I would advise that during that meeting you take notes of those expectations, and later revise them on your own, and see if you have any doubts or questions about them. After that, send your advisor an email with a summary of your meeting, and the list of expectations you discussed, to check if you got everything and if you got it right. In the case of having doubts, ask for clarification. Having that compromise in writing in your inbox will be useful in the future when you have any doubts about what you agreed on.
It will be in the first meetings that you will learn what the working dynamics in your new research group are. They might be similar to what you are used to, but they will probably be different in many aspects. You will adapt to it during the first weeks. During this adaptation process, you will probably not be already producing useful results and writing papers, but it is important that, whatever you do, even if it only is reading papers, or setting up your workstation, you notify your advisor.
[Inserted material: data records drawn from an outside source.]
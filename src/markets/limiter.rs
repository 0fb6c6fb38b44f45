//! Outbound request spacing for a single venue.

use std::future::Future;
use std::time::Duration;

use tokio::sync::Mutex;
use tokio::time::{self, Instant};

/// Default spacing between two requests to the same venue.
pub const DEFAULT_MIN_INTERVAL: Duration = Duration::from_millis(200);

/// RateLimiter runs at most one task at a time and starts tasks at least
/// `min_interval` apart. Waiters are served in FIFO order.
pub struct RateLimiter {
    min_interval: Duration,
    last_start: Mutex<Option<Instant>>,
}

impl RateLimiter {
    pub fn new(min_interval: Duration) -> Self {
        Self {
            min_interval,
            last_start: Mutex::new(None),
        }
    }

    pub fn min_interval(&self) -> Duration {
        self.min_interval
    }

    /// Waits for a free slot, then runs the task to completion.
    pub async fn schedule<F, T>(&self, task: F) -> T
    where
        F: Future<Output = T>,
    {
        // The guard is held across the task so only one request is in flight.
        let mut last_start = self.last_start.lock().await;

        if let Some(previous) = *last_start {
            time::sleep_until(previous + self.min_interval).await;
        }
        *last_start = Some(Instant::now());

        task.await
    }
}

impl Default for RateLimiter {
    fn default() -> Self {
        Self::new(DEFAULT_MIN_INTERVAL)
    }
}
Maybe a meeting in person is not necessary, but a weekly summary of what you have done will always be welcome by your advisor. It is better to provide more information than required than not giving enough.
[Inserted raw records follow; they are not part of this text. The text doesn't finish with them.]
//! Tests for market adapters.

use super::kyber::{find_ticker, quote_from_ticker};
use super::*;
use crate::config::{MarketsConfig, VenueConfig};
use rust_decimal_macros::dec;
use serde_json::json;
use std::sync::atomic::{AtomicBool, AtomicUsize, Ordering};
use std::sync::Arc;
use std::time::Duration;
use tokio::time::Instant;

fn venue_config(seed: u64) -> VenueConfig {
    VenueConfig {
        min_request_interval: Duration::from_millis(1),
        mock_seed: Some(seed),
        ..VenueConfig::default()
    }
}

// ==================== Mock quotes ====================

#[test]
fn test_orderbook_mock_stays_in_band() {
    let quotes = MockQuotes::new(PriceModel::Orderbook, 7);
    for _ in 0..200 {
        let quote = quotes.quote("BTC/USDT");
        assert!(quote.price >= dec!(45000) && quote.price <= dec!(45900), "{}", quote.price);
        assert!(quote.volume >= dec!(100000) && quote.volume <= dec!(150000));
        assert!(quote.price.scale() <= 6);
        assert!(quote.volume.scale() <= 2);
    }
}

#[test]
fn test_aggregator_mock_stays_in_band() {
    let quotes = MockQuotes::new(PriceModel::Aggregator, 7);
    for _ in 0..200 {
        let quote = quotes.quote("ETH/USDT");
        assert!(quote.price >= dec!(2477.275) && quote.price <= dec!(2552.725), "{}", quote.price);
        assert!(quote.volume >= dec!(80000) && quote.volume <= dec!(112000));
    }
}

#[test]
fn test_mock_unknown_pair_uses_default_base() {
    let quotes = MockQuotes::new(PriceModel::Orderbook, 1);
    let quote = quotes.quote("DOGE/USDT");
    assert!(quote.price >= dec!(50) && quote.price <= dec!(51));
}

#[test]
fn test_mock_is_deterministic_per_seed() {
    let a = MockQuotes::new(PriceModel::Aggregator, 99);
    let b = MockQuotes::new(PriceModel::Aggregator, 99);
    for _ in 0..10 {
        let qa = a.quote("BNB/USDT");
        let qb = b.quote("BNB/USDT");
        assert_eq!(qa.price, qb.price);
        assert_eq!(qa.volume, qb.volume);
    }
}

// ==================== Adapters ====================

#[tokio::test]
async fn test_get_price_before_connect_fails() {
    let adapter = GateIoAdapter::new(&venue_config(1), true).unwrap();
    let result = adapter.get_price("BTC/USDT").await;
    assert!(matches!(result, Err(AdapterError::NotConnected(_))));
}

#[tokio::test]
async fn test_empty_symbol_fails() {
    let adapter = KyberAdapter::new(&venue_config(1), true).unwrap();
    adapter.connect().await.unwrap();

    let result = adapter.get_volume("  ").await;
    assert!(matches!(result, Err(AdapterError::Symbol(_))));
}

#[tokio::test]
async fn test_gate_without_credentials_enters_mock_mode() {
    let adapter = GateIoAdapter::new(&venue_config(1), false).unwrap();
    assert!(!adapter.is_mock());

    adapter.connect().await.unwrap();
    assert!(adapter.is_connected());
    assert!(adapter.is_mock());
    assert_eq!(adapter.name(), "Gate.io");
}

#[tokio::test]
async fn test_kyber_without_rpc_is_mock() {
    let adapter = KyberAdapter::new(&venue_config(1), false).unwrap();
    assert!(adapter.is_mock());
    assert_eq!(adapter.chain_id(), 1);

    adapter.connect().await.unwrap();
    let price = adapter.get_price("btc_usdt").await.unwrap();
    assert!(price >= dec!(44472.75) && price <= dec!(45827.25));
}

#[tokio::test]
async fn test_compact_symbol_is_normalized() {
    let adapter = GateIoAdapter::new(&venue_config(3), true).unwrap();
    adapter.connect().await.unwrap();

    let price = adapter.get_price("ethusdt").await.unwrap();
    assert!(price >= dec!(2500) && price <= dec!(2550));
}

#[tokio::test]
async fn test_live_failure_falls_back_to_mock() {
    let mut config = venue_config(5);
    config.base_url = Some("http://127.0.0.1:1".into());
    config.request_timeout = Duration::from_secs(1);
    config.api_key = "key".into();
    config.api_secret = "secret".into();

    let adapter = GateIoAdapter::new(&config, false).unwrap();
    adapter.connect().await.unwrap();
    assert!(!adapter.is_mock());

    let price = adapter.get_price("BTC/USDT").await.unwrap();
    assert!(price >= dec!(45000) && price <= dec!(45900));
}

#[tokio::test]
async fn test_disconnect_blocks_quotes() {
    let adapter = GateIoAdapter::new(&venue_config(1), true).unwrap();
    adapter.connect().await.unwrap();
    adapter.disconnect().await.unwrap();
    adapter.disconnect().await.unwrap();

    assert!(!adapter.is_connected());
    assert!(adapter.get_price("BTC/USDT").await.is_err());
}

// ==================== Kyber ticker parsing ====================

#[test]
fn test_find_ticker_shapes() {
    let bare = json!([{ "symbol": "BTC-USDT", "lastPrice": "1" }]);
    let wrapped = json!({ "data": [{ "pair": "BTC-USDT", "price": 2 }] });
    let keyed = json!({ "BTC-USDT": { "midPrice": "3" } });

    assert!(find_ticker(&bare, "BTC-USDT").is_some());
    assert!(find_ticker(&wrapped, "BTC-USDT").is_some());
    assert!(find_ticker(&keyed, "BTC-USDT").is_some());
    assert!(find_ticker(&bare, "ETH-USDT").is_none());
    assert!(find_ticker(&json!("nope"), "BTC-USDT").is_none());
}

#[test]
fn test_quote_from_ticker_rounds() {
    let ticker = json!({
        "lastPrice": "45123.456789",
        "priceDecimals": 2,
        "quoteVolume": 1234.567
    });
    let quote = quote_from_ticker(&ticker, "BTC/USDT").unwrap();
    assert_eq!(quote.price, dec!(45123.46));
    assert_eq!(quote.volume, dec!(1234.57));
}

#[test]
fn test_quote_from_ticker_fallback_fields() {
    let ticker = json!({ "midPrice": "0.512345678", "baseVolume": "10" });
    let quote = quote_from_ticker(&ticker, "MANA/USDT").unwrap();
    assert_eq!(quote.price, dec!(0.512346));
    assert_eq!(quote.volume, dec!(10));

    let missing = json!({ "quoteVolume": "10" });
    assert!(matches!(
        quote_from_ticker(&missing, "MANA/USDT"),
        Err(AdapterError::InvalidNumber(_))
    ));
}

#[test]
fn test_pair_to_symbol() {
    assert_eq!(utils::pair_to_symbol("BTC/USDT", '_'), "BTC_USDT");
    assert_eq!(utils::pair_to_symbol("BTC/USDT", '-'), "BTC-USDT");
}

// ==================== Rate limiter ====================

#[tokio::test]
async fn test_limiter_spaces_requests() {
    let limiter = RateLimiter::new(Duration::from_millis(50));
    let start = Instant::now();

    for _ in 0..3 {
        limiter.schedule(async {}).await;
    }

    assert!(start.elapsed() >= Duration::from_millis(100));
}

#[tokio::test]
async fn test_limiter_allows_one_in_flight() {
    let limiter = Arc::new(RateLimiter::new(Duration::from_millis(1)));
    let in_flight = Arc::new(AtomicUsize::new(0));
    let peak = Arc::new(AtomicUsize::new(0));

    let tasks = (0..5).map(|_| {
        let limiter = limiter.clone();
        let in_flight = in_flight.clone();
        let peak = peak.clone();
        async move {
            limiter
                .schedule(async {
                    let now = in_flight.fetch_add(1, Ordering::SeqCst) + 1;
                    peak.fetch_max(now, Ordering::SeqCst);
                    tokio::time::sleep(Duration::from_millis(5)).await;
                    in_flight.fetch_sub(1, Ordering::SeqCst);
                })
                .await
        }
    });
    futures_util::future::join_all(tasks).await;

    assert_eq!(peak.load(Ordering::SeqCst), 1);
}

// ==================== Venues ====================

/// Stub adapter for venue tests.
struct StubAdapter {
    name: String,
    connected: AtomicBool,
    fail_connect: bool,
}

impl StubAdapter {
    fn new(name: &str, fail_connect: bool) -> Arc<Self> {
        Arc::new(Self {
            name: name.to_string(),
            connected: AtomicBool::new(false),
            fail_connect,
        })
    }
}

#[async_trait::async_trait]
impl MarketDataAdapter for StubAdapter {
    async fn connect(&self) -> Result<()> {
        if self.fail_connect {
            return Err(AdapterError::Api("stub connection failure".into()));
        }
        self.connected.store(true, Ordering::SeqCst);
        Ok(())
    }

    async fn disconnect(&self) -> Result<()> {
        self.connected.store(false, Ordering::SeqCst);
        Ok(())
    }

    async fn get_price(&self, _pair: &str) -> Result<rust_decimal::Decimal> {
        Ok(dec!(1))
    }

    async fn get_volume(&self, _pair: &str) -> Result<rust_decimal::Decimal> {
        Ok(dec!(1))
    }

    fn is_connected(&self) -> bool {
        self.connected.load(Ordering::SeqCst)
    }

    fn is_mock(&self) -> bool {
        true
    }

    fn name(&self) -> &str {
        &self.name
    }
}

#[tokio::test]
async fn test_venues_connect_and_status() {
    let venues = Venues::new(StubAdapter::new("a", false), StubAdapter::new("b", false));
    venues.connect_all().await.unwrap();

    let status = venues.status();
    assert_eq!(status.get("a"), Some(&true));
    assert_eq!(status.get("b"), Some(&true));

    venues.disconnect_all().await;
    assert!(venues.status().values().all(|connected| !connected));
}

#[tokio::test]
async fn test_venues_connect_fails_if_one_fails() {
    let venues = Venues::new(StubAdapter::new("a", false), StubAdapter::new("b", true));
    assert!(venues.connect_all().await.is_err());
}

#[tokio::test]
async fn test_venues_from_config_forced_mock() {
    let config = MarketsConfig::default();
    let venues = Venues::from_config(&config).unwrap();
    venues.connect_all().await.unwrap();

    assert!(venues.primary().is_mock());
    assert!(venues.secondary().is_mock());
    assert_eq!(venues.primary().name(), "Gate.io");
    assert_eq!(venues.secondary().name(), "KyberSwap");
}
Consolidating the Relationship
Once adapted to your new research environment, you will already be working on some interesting projects, and your advisor needs to know about it and your progress. Since every professor has a different schedule, and it can also vary from quarter to quarter, it is important that you both clarify how you are going to deliver the updates on your work. It might be in the form of presentations in front of the research group, weekly individual meetings with your advisor, monthly email updates, or a combination of all of them, as well as other possible ways. Whatever it is, make sure you commit to it, and provide him your reports on your advances.
It is important to state that it is okay if you do not always have advances to report. Research is not an easy path, and results do not appear from nowhere. Adding up to that is the fact that the workload you might have will not be constant. There will be weeks in which you have a lot of assignments from courses you are taking, or weeks in which a deadline to submit an abstract for a paper is coming up, and you are focused on your research and producing a lot of interesting results.
In either of the cases, remember that it is important to notify your advisor. Your advisor is not you and she/he does not have mind-reading powers, so unless you tell her/him, there is no way she/he knows about you and what you are doing. Once again, a weekly summary email proves handy in this situation, to at least notify your advisor about your work.
Bonus
Although I, unfortunately, cannot promise you it will always be so (but it should), apart from your “boss”, your advisor will become a mentor for you. She/he will be a person you can always turn to asking for advice, guidance and even help.
I am not saying you two will become best friends and go for a drink sometimes (although it does happen), but through working together and facing challenges in your research, you two will create a bond that will be beneficial for both of you. And the better your communication and relationship is, the more beneficial that relationship will be.
So even if the meetings, weekly emails, reports and all of the work seems tedious, in the end, it pays off, and not only me, but most of the graduate students and professors that I know will encourage you to keep up and construct such a relationship with your advisor.